Les premières descriptions médicales du désordre sont connues dans la seconde moitié du dix-septième siècle, du docteur anglais Thomas Willis (docteur de chambre de Charles II). Willis décrit un cas en 1672 d’un fermier londonien. En 1861, le célèbre clinicien allemand Theodor Wittmaack l’a inclus pour la première fois dans sa liste de maladies décrivant comme une agitation de membres inférieurs: Anxietas tibiarum.

La description internationale des Jambes sans repos, Restless Legs en anglais, a été officialisée en 1945 grâce à la description du neurologue de Stockholm Karl Ekbom. Dans sa publication, il montre les symptômes et décrit huit cas. Après la description, le mot syndrome a été ajouté pour décrire la maladie. Au cours des années 1950, des tentatives ont été faites pour relier les causes de la maladie à la période de gestation, la carence en fer et l’insuffisance rénale chronique. Des études ultérieures ont rapporté certaines causes à une défaillance dans le système limbique du cerveau humain.

Recherches récentes

L’apparition de la maladie dans certains endroits témoigne de l’existence de facteurs raciaux ou ethniques particuliers. En effet, selon l’article « Family Study of Restless Legs Syndrome in Quebec, Canada », publié dans Archives of Neurology, les canadiennes-françaises seraient davantage affectés.

Cette recherche, qui prend appui sur les résultats d’études antérieures, suggère que cette maladie présente un tropisme familial. L’investigation est une collaboration entre des chercheurs de l’Université de Montréal, du CHU-Sainte-Justine, du Centre de recherche du CHUM, de l’Hôpital du Sacré-Cœur de Montréal, de l’Institut de cardiologie de Montréal, de l’Institut universitaire en santé mentale Douglas et de l’Université McGill.

« Jusqu’à présent, peu d’études cliniques systématiques de grande envergure ont cherché à mesurer le degré d’héritabilité du syndrome des jambes sans repos au sein des familles.
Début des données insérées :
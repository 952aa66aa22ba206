// src/nodes/pool.rs

//! The shrinking working set of a run and its exclusion state machine.
//!
//! Each node of the original selection is either `Active` or
//! `Excluded(reason)`. Exclusion is terminal: the first reason recorded for
//! a node is final, and an excluded node never comes back to `Active`.

use std::collections::BTreeMap;

use tracing::{debug, info};

use crate::nodes::{NodeNaming, NodeRef, Selection};
use crate::types::{NodeId, Reason};

/// Per-node state within a run.
#[derive(Debug, Clone, Copy, PartialEq, Eq)]
pub enum NodeState {
    Active,
    Excluded(Reason),
}

/// Result of [`NodePool::exclude`].
#[derive(Debug, Clone, Copy, PartialEq, Eq)]
pub enum Exclusion {
    /// The node was active and is now excluded with the given reason.
    Excluded,
    /// The node had already been excluded; its recorded reason is kept.
    AlreadyExcluded(Reason),
    /// The node is not part of this run.
    Unknown,
}

/// Node id to failure reason. Entries are never overwritten nor removed.
#[derive(Debug, Clone, Default, PartialEq, Eq)]
pub struct FailureMap {
    entries: BTreeMap<NodeId, Reason>,
}

impl FailureMap {
    pub fn new() -> Self {
        Self::default()
    }

    /// Record a failure unless one is already present; returns whether the
    /// entry was added.
    fn record(&mut self, id: NodeId, reason: Reason) -> bool {
        if self.entries.contains_key(&id) {
            return false;
        }
        self.entries.insert(id, reason);
        true
    }

    pub fn get(&self, id: NodeId) -> Option<Reason> {
        self.entries.get(&id).copied()
    }

    pub fn len(&self) -> usize {
        self.entries.len()
    }

    pub fn is_empty(&self) -> bool {
        self.entries.is_empty()
    }

    /// Entries in ascending node id order.
    pub fn iter(&self) -> impl Iterator<Item = (NodeId, Reason)> + '_ {
        self.entries.iter().map(|(id, reason)| (*id, *reason))
    }
}

impl FromIterator<(NodeId, Reason)> for FailureMap {
    /// First occurrence of an id wins, like [`NodePool::exclude`].
    fn from_iter<T: IntoIterator<Item = (NodeId, Reason)>>(iter: T) -> Self {
        let mut map = FailureMap::new();
        for (id, reason) in iter {
            map.record(id, reason);
        }
        map
    }
}

/// Working set of nodes under test.
///
/// Keeps an immutable snapshot of the original selection for reporting, the
/// live selection that phases dispatch to, and the failure map.
#[derive(Debug, Clone)]
pub struct NodePool {
    original: Vec<NodeId>,
    active: Selection,
    failures: FailureMap,
    naming: NodeNaming,
}

impl NodePool {
    pub fn new(selection: Selection, naming: NodeNaming) -> Self {
        Self {
            original: selection.to_vec(),
            active: selection,
            failures: FailureMap::new(),
            naming,
        }
    }

    /// The selection the run started with, never modified.
    pub fn original(&self) -> &[NodeId] {
        &self.original
    }

    /// Nodes still participating in the run.
    pub fn active(&self) -> &Selection {
        &self.active
    }

    pub fn failures(&self) -> &FailureMap {
        &self.failures
    }

    pub fn naming(&self) -> &NodeNaming {
        &self.naming
    }

    pub fn state_of(&self, id: NodeId) -> Option<NodeState> {
        if let Some(reason) = self.failures.get(id) {
            return Some(NodeState::Excluded(reason));
        }
        if self.active.contains(id) {
            return Some(NodeState::Active);
        }
        None
    }

    /// Fresh `NodeRef`s for the currently active nodes.
    pub fn active_nodes(&self) -> Vec<NodeRef> {
        self.active
            .iter()
            .map(|id| NodeRef::new(id, &self.naming))
            .collect()
    }

    /// Fresh `NodeRef`s for the whole original selection (final power-off).
    pub fn original_nodes(&self) -> Vec<NodeRef> {
        self.original
            .iter()
            .map(|id| NodeRef::new(*id, &self.naming))
            .collect()
    }

    /// Move a node from `Active` to `Excluded(reason)`.
    ///
    /// Idempotent: excluding an already excluded node leaves its first
    /// reason in place and reports it back.
    pub fn exclude(&mut self, id: NodeId, reason: Reason) -> Exclusion {
        if let Some(first) = self.failures.get(id) {
            debug!(node = id, %first, ignored = %reason, "node already excluded");
            return Exclusion::AlreadyExcluded(first);
        }
        if !self.active.remove(id) {
            debug!(node = id, %reason, "exclude requested for a node outside this run");
            return Exclusion::Unknown;
        }

        self.failures.record(id, reason);
        info!(
            node = id,
            %reason,
            remaining = self.active.len(),
            "node excluded from the rest of the run"
        );
        Exclusion::Excluded
    }
}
Pourtant, ces informations sont essentielles pour mener des études génétiques et découvrir les causes de cette maladie » Dr Guy Rouleau, auteur principal de cette étude, professeur à la Faculté de médecine de l’Université de Montréal, directeur du Centre de recherche du CHU-Sainte-Justine et scientifique au Centre de recherche du CHUM

Selon ce que les auteurs Ferini-Strambi, Walters AS et Sica D. dans «The relationship among restless legs syndrome (Willis-Ekbom Disease), hypertension, cardiovascular disease, and cerebrovascular disease», certains patients présentent des symptômes dès leur enfance. Certaines personnes atteintes du syndrome ne recherchent pas d’attention médicale en pensant qu’elles ne seront pas prises au sérieux, que leurs symptômes sont très doux ou que leur problème ne peut être traité. Certains médecins attribuent par erreur les symptômes à la nervosité, à l’insomnie, au stress, à l’arthrite, aux crampes musculaires ou au vieillissement.
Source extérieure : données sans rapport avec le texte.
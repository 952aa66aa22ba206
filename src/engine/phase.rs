// src/engine/phase.rs

//! Phase definitions and the ordered pipeline of a nightly run.

use std::fmt;
use std::path::PathBuf;
use std::time::Duration;

use crate::config::Timeouts;
use crate::fs::ResolvedImage;
use crate::types::PowerMode;

/// File whose last line identifies the image a node is running.
pub const IMAGE_MARKER_FILE: &str = "/etc/rhubarbe-image";

/// What a phase does to each active node.
#[derive(Debug, Clone, PartialEq, Eq)]
pub enum PhaseKind {
    /// Send a power action and check its post-condition.
    Power(PowerMode),
    /// Multicast an image to all active nodes.
    LoadImage { image: String, path: PathBuf },
    /// Wait for nodes to answer over ssh.
    WaitReachable { image: String },
    /// Check the image marker against the expected substrings.
    CheckImage { image: String, command: String },
}

/// One fan-out / fan-in step of the pipeline.
#[derive(Debug, Clone, PartialEq, Eq)]
pub struct Phase {
    pub name: String,
    pub kind: PhaseKind,
    /// Wall-clock budget for the whole fan-in.
    pub deadline: Duration,
    /// Whether node failures are handled by excluding the node (every phase
    /// built by [`build_pipeline`]) rather than aborting the run.
    pub per_node: bool,
}

impl fmt::Display for Phase {
    fn fmt(&self, f: &mut fmt::Formatter<'_>) -> fmt::Result {
        f.write_str(&self.name)
    }
}

impl Phase {
    pub fn power(mode: PowerMode, deadline: Duration) -> Self {
        Self {
            name: format!("power-{mode}"),
            kind: PhaseKind::Power(mode),
            deadline,
            per_node: true,
        }
    }

    /// `None` when the image artifact was never located.
    pub fn load(image: &ResolvedImage, deadline: Duration) -> Option<Self> {
        let path = image.path.clone()?;
        Some(Self {
            name: format!("load-{}", image.name),
            kind: PhaseKind::LoadImage {
                image: image.name.clone(),
                path,
            },
            deadline,
            per_node: true,
        })
    }

    pub fn wait_reachable(image: &ResolvedImage, deadline: Duration) -> Self {
        Self {
            name: format!("wait-ssh-{}", image.name),
            kind: PhaseKind::WaitReachable {
                image: image.name.clone(),
            },
            deadline,
            per_node: true,
        }
    }

    pub fn check_image(image: &ResolvedImage, deadline: Duration) -> Self {
        Self {
            name: format!("check-{}", image.name),
            kind: PhaseKind::CheckImage {
                image: image.name.clone(),
                command: marker_check_command(&image.markers),
            },
            deadline,
            per_node: true,
        }
    }
}

/// Remote command that exits 0 iff the last line of the image marker
/// contains one of `markers`.
pub fn marker_check_command(markers: &[String]) -> String {
    format!(
        "tail -1 {IMAGE_MARKER_FILE} | grep -E -q '{}'",
        markers.join("|")
    )
}

#[derive(Debug, Clone, Copy, Default, PartialEq, Eq)]
pub struct PipelineOptions {
    /// Reduced mode: only power on, no image loading.
    pub dry_run: bool,
    /// Only check the first reference image.
    pub speedy: bool,
}

/// The images a run will check, in order.
pub fn checked_images<T>(images: &[T], options: PipelineOptions) -> &[T] {
    if options.speedy {
        &images[..images.len().min(1)]
    } else {
        images
    }
}

/// Build the ordered phase list:
/// power on / reset / off, then load / wait / check for each image.
pub fn build_pipeline(
    images: &[ResolvedImage],
    timeouts: &Timeouts,
    options: PipelineOptions,
) -> Vec<Phase> {
    let mut phases = Vec::new();

    let modes: &[PowerMode] = if options.dry_run {
        &[PowerMode::On]
    } else {
        &[PowerMode::On, PowerMode::Reset, PowerMode::Off]
    };
    phases.extend(modes.iter().map(|mode| Phase::power(*mode, timeouts.power)));

    for image in checked_images(images, options) {
        if !options.dry_run {
            phases.extend(Phase::load(image, timeouts.load));
        }
        phases.push(Phase::wait_reachable(image, timeouts.wait_ssh));
        phases.push(Phase::check_image(image, timeouts.check_image));
    }

    phases
}

#[cfg(test)]
mod tests {
    use super::*;

    fn timeouts() -> Timeouts {
        Timeouts {
            power: Duration::from_secs(1),
            power_check_delay: Duration::from_secs(1),
            load: Duration::from_secs(2),
            wait_ssh: Duration::from_secs(3),
            check_image: Duration::from_secs(4),
            status: Duration::from_secs(1),
        }
    }

    fn images() -> Vec<ResolvedImage> {
        ["ubuntu-18", "fedora-31"]
            .iter()
            .map(|name| ResolvedImage {
                name: name.to_string(),
                path: Some(PathBuf::from(format!("/images/{name}.ndz"))),
                markers: vec![name.to_string()],
            })
            .collect()
    }

    fn names(phases: &[Phase]) -> Vec<&str> {
        phases.iter().map(|p| p.name.as_str()).collect()
    }

    #[test]
    fn full_pipeline_order_and_deadlines() {
        let phases = build_pipeline(&images(), &timeouts(), PipelineOptions::default());
        assert_eq!(
            names(&phases),
            vec![
                "power-on",
                "power-reset",
                "power-off",
                "load-ubuntu-18",
                "wait-ssh-ubuntu-18",
                "check-ubuntu-18",
                "load-fedora-31",
                "wait-ssh-fedora-31",
                "check-fedora-31",
            ]
        );
        assert_eq!(phases[3].deadline, Duration::from_secs(2));
        assert_eq!(phases[4].deadline, Duration::from_secs(3));
        assert_eq!(phases[5].deadline, Duration::from_secs(4));
        assert!(phases.iter().all(|p| p.per_node));
    }

    #[test]
    fn dry_and_speedy_reduce_the_pipeline() {
        let options = PipelineOptions {
            dry_run: true,
            speedy: true,
        };
        let phases = build_pipeline(&images(), &timeouts(), options);
        assert_eq!(
            names(&phases),
            vec!["power-on", "wait-ssh-ubuntu-18", "check-ubuntu-18"]
        );
    }

    #[test]
    fn unlocated_images_get_no_load_phase() {
        let image = ResolvedImage {
            path: None,
            ..images().remove(0)
        };
        assert_eq!(Phase::load(&image, Duration::from_secs(2)), None);

        let options = PipelineOptions {
            dry_run: true,
            speedy: false,
        };
        let phases = build_pipeline(&[image], &timeouts(), options);
        assert_eq!(
            names(&phases),
            vec!["power-on", "wait-ssh-ubuntu-18", "check-ubuntu-18"]
        );
    }

    #[test]
    fn marker_command_joins_alternatives() {
        let cmd = marker_check_command(&["ubuntu-18".to_string(), "u18".to_string()]);
        assert_eq!(cmd, "tail -1 /etc/rhubarbe-image | grep -E -q 'ubuntu-18|u18'");
    }
}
Il est également très fréquent chez les personnes atteintes de maladies inflammatoires du tractus gastro-intestinal, telles que la maladie cœliaque non diagnostiquée ou traitée (qui peut se produire sans symptômes digestifs), la maladie de Crohn et la prolifération bactérienne intestinale. Souvent, la carence en fer et les niveaux accrus d’inflammation systémique. Cette inflammation pourrait être une cause directe du développement du syndrome des jambes sans repose, ce qui affecte la neurotransmission de la dopamine dans le cerveau et la moelle épinière.